◆ **Exercise**
Across all entries below, how many lines include "RestSupplyCompletionClient"? Answer with the number alone.

◆ **Collected data entries**
+-------+
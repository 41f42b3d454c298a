// ==========================================
// 待打包订单发运系统 - 应用状态
// ==========================================
// 职责: 管理应用级别的共享状态和API实例
// 共享: 一个 SQLite 连接（config_kv + dispatch_ledger）
// ==========================================

use std::sync::{Arc, Mutex};
use std::time::Duration;

use crate::api::{ShipmentApi, SupplyApi};
use crate::config::{ConfigManager, DispatchConfigReader};
use crate::db::open_sqlite_connection;
use crate::dispatch::{CarrierService, Dispatcher, SoapCarrierClient};
use crate::fulfillment::{RestSupplyCompletionClient, SupplyCompletionService};
use crate::importer::{FieldMapperImpl, ShipmentImporterImpl};
use crate::repository::DispatchLedgerRepository;
use crate::staging::StagingStore;

/// 数据库路径环境变量
pub const DB_PATH_ENV: &str = "PACKING_DISPATCH_DB_PATH";

/// 应用状态
///
/// 包含所有API实例和共享资源，作为 axum 路由的共享状态
pub struct AppState {
    /// 数据库路径
    pub db_path: String,

    /// 配置管理器
    pub config: Arc<ConfigManager>,

    /// 会话暂存
    pub staging: Arc<StagingStore>,

    /// 发运台账
    pub ledger: Arc<DispatchLedgerRepository>,

    /// 发运单API
    pub shipment_api: Arc<ShipmentApi>,

    /// 补货完成API
    pub supply_api: Arc<SupplyApi>,
}

impl AppState {
    /// 创建新的AppState实例（真实承运商/补货完成客户端）
    ///
    /// # 参数
    /// - db_path: 数据库文件路径
    ///
    /// # 返回
    /// - Err(String): 初始化错误
    pub async fn new(db_path: String) -> Result<Self, String> {
        tracing::info!("初始化AppState，数据库路径: {}", db_path);

        let conn = open_sqlite_connection(&db_path).map_err(|e| format!("无法打开数据库: {}", e))?;
        let conn = Arc::new(Mutex::new(conn));

        let config = Arc::new(
            ConfigManager::from_connection(conn.clone())
                .map_err(|e| format!("无法创建ConfigManager: {}", e))?,
        );
        let seeded = config
            .seed_defaults()
            .map_err(|e| format!("默认配置写入失败: {}", e))?;
        if seeded > 0 {
            tracing::info!(seeded = seeded, "已写入默认配置");
        }

        let ledger = Arc::new(DispatchLedgerRepository::from_connection(conn));

        // 承运商配置由发运时读取；补货完成客户端的超时在启动时确定，修改后需重启
        let supply_timeout = config
            .get_carrier_settings()
            .await
            .map_err(|e| format!("承运商配置读取失败: {}", e))?
            .timeout;
        let carrier: Arc<dyn CarrierService> = Arc::new(
            SoapCarrierClient::new().map_err(|e| format!("无法创建承运商客户端: {}", e))?,
        );
        let supply: Arc<dyn SupplyCompletionService> = Arc::new(
            RestSupplyCompletionClient::new(supply_timeout)
                .map_err(|e| format!("无法创建补货完成客户端: {}", e))?,
        );

        Self::with_services(db_path, config, ledger, carrier, supply).await
    }

    /// 用给定的外部服务组装应用状态（测试可注入替身）
    pub async fn with_services(
        db_path: String,
        config: Arc<ConfigManager>,
        ledger: Arc<DispatchLedgerRepository>,
        carrier: Arc<dyn CarrierService>,
        supply: Arc<dyn SupplyCompletionService>,
    ) -> Result<Self, String> {
        let ttl: Duration = config
            .get_staging_ttl()
            .await
            .map_err(|e| format!("暂存有效期读取失败: {}", e))?;
        let staging = Arc::new(StagingStore::new(ttl));

        let reader: Arc<dyn DispatchConfigReader> = config.clone();
        let importer = Arc::new(ShipmentImporterImpl::new(
            reader.clone(),
            Box::new(FieldMapperImpl),
        ));
        let dispatcher = Arc::new(Dispatcher::new(reader.clone(), carrier, ledger.clone()));

        let shipment_api = Arc::new(ShipmentApi::new(importer, staging.clone(), dispatcher));
        let supply_api = Arc::new(SupplyApi::new(reader, supply));

        tracing::info!(staging_ttl_secs = ttl.as_secs(), "AppState初始化完成");

        Ok(Self {
            db_path,
            config,
            staging,
            ledger,
            shipment_api,
            supply_api,
        })
    }
}

/// 获取默认数据库路径
///
/// 优先使用环境变量 PACKING_DISPATCH_DB_PATH，否则放在用户数据目录
pub fn get_default_db_path() -> String {
    use std::path::PathBuf;

    if let Ok(path) = std::env::var(DB_PATH_ENV) {
        let trimmed = path.trim();
        if !trimmed.is_empty() {
            return trimmed.to_string();
        }
    }

    let mut path = PathBuf::from("./packing_dispatch.db");

    if let Some(data_dir) = dirs::data_dir() {
        #[cfg(debug_assertions)]
        {
            path = data_dir.join("packing-dispatch-dev");
        }

        #[cfg(not(debug_assertions))]
        {
            path = data_dir.join("packing-dispatch");
        }

        // 目录创建失败时退回当前目录
        if std::fs::create_dir_all(&path).is_ok() {
            path = path.join("packing_dispatch.db");
        } else {
            path = PathBuf::from("./packing_dispatch.db");
        }
    }

    path.to_string_lossy().to_string()
}
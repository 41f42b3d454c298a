// ==========================================
// 待打包订单发运系统 - 数据清洗器实现
// ==========================================
// 职责: TRIM / 表头规范化 / 数值解析 / 电话与邮编规范化
// ==========================================

use crate::importer::error::{ImportError, ImportResult};
use thiserror::Error;

/// 发运阶段的字段校验错误
#[derive(Error, Debug, Clone, PartialEq, Eq)]
pub enum FieldValueError {
    #[error("invalid postal code: '{0}'")]
    InvalidPostalCode(String),

    #[error("invalid phone: '{0}'")]
    InvalidPhone(String),
}

pub struct DataCleaner;

impl DataCleaner {
    /// 清洗文本字段（TRIM）
    pub fn clean_text(&self, value: &str) -> String {
        value.trim().to_string()
    }

    /// 表头规范化：小写、去重音、只保留字母数字
    ///
    /// "Código Postal" / "codigo_postal" / "CP " 之类写法都能命中别名
    pub fn normalize_header(&self, value: &str) -> String {
        value
            .trim()
            .to_lowercase()
            .chars()
            .map(strip_accent)
            .filter(|c| c.is_ascii_alphanumeric())
            .collect()
    }

    /// 解析件数：正整数；兼容 Excel 数值单元格的 "3.0"
    pub fn parse_quantity(&self, value: &str, row: usize, field: &str) -> ImportResult<i32> {
        let trimmed = value.trim();
        if trimmed.is_empty() {
            return Err(ImportError::RequiredFieldMissing {
                row,
                field: field.to_string(),
            });
        }

        let parsed = match trimmed.parse::<i64>() {
            Ok(v) => v,
            Err(_) => {
                let float = trimmed
                    .parse::<f64>()
                    .ok()
                    .filter(|f| f.is_finite() && f.fract() == 0.0)
                    .ok_or_else(|| ImportError::TypeConversionError {
                        row,
                        field: field.to_string(),
                        message: format!("无法解析为整数: {}", trimmed),
                    })?;
                float as i64
            }
        };

        if parsed <= 0 {
            return Err(ImportError::ValueRangeError {
                row,
                field: field.to_string(),
                value: parsed,
            });
        }

        i32::try_from(parsed).map_err(|_| ImportError::TypeConversionError {
            row,
            field: field.to_string(),
            message: format!("超出整数范围: {}", trimmed),
        })
    }

    /// 邮编 → 整数（承运商报文要求数值）
    pub fn parse_postal_code(&self, value: &str) -> Result<i32, FieldValueError> {
        let trimmed = value.trim();
        if trimmed.is_empty() || !trimmed.chars().all(|c| c.is_ascii_digit()) {
            return Err(FieldValueError::InvalidPostalCode(value.to_string()));
        }
        trimmed
            .parse::<i32>()
            .map_err(|_| FieldValueError::InvalidPostalCode(value.to_string()))
    }

    /// 电话规范化：去掉空格和常见分隔符，保留数字与开头的 '+'
    ///
    /// 结果仍是字符串，前导 0 不丢失
    pub fn normalize_phone(&self, value: &str) -> Result<String, FieldValueError> {
        let mut normalized = String::with_capacity(value.len());
        for (idx, c) in value.trim().chars().enumerate() {
            match c {
                '0'..='9' => normalized.push(c),
                '+' if idx == 0 => normalized.push(c),
                ' ' | '-' | '(' | ')' | '.' | '\t' => {}
                _ => return Err(FieldValueError::InvalidPhone(value.to_string())),
            }
        }

        let digits = normalized.chars().filter(|c| c.is_ascii_digit()).count();
        if digits < 7 {
            return Err(FieldValueError::InvalidPhone(value.to_string()));
        }
        Ok(normalized)
    }
}

fn strip_accent(c: char) -> char {
    match c {
        'á' | 'à' | 'ä' | 'â' => 'a',
        'é' | 'è' | 'ë' | 'ê' => 'e',
        'í' | 'ì' | 'ï' | 'î' => 'i',
        'ó' | 'ò' | 'ö' | 'ô' => 'o',
        'ú' | 'ù' | 'ü' | 'û' => 'u',
        'ñ' => 'n',
        _ => c,
    }
}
+-------+
◆ **Exercise response**
2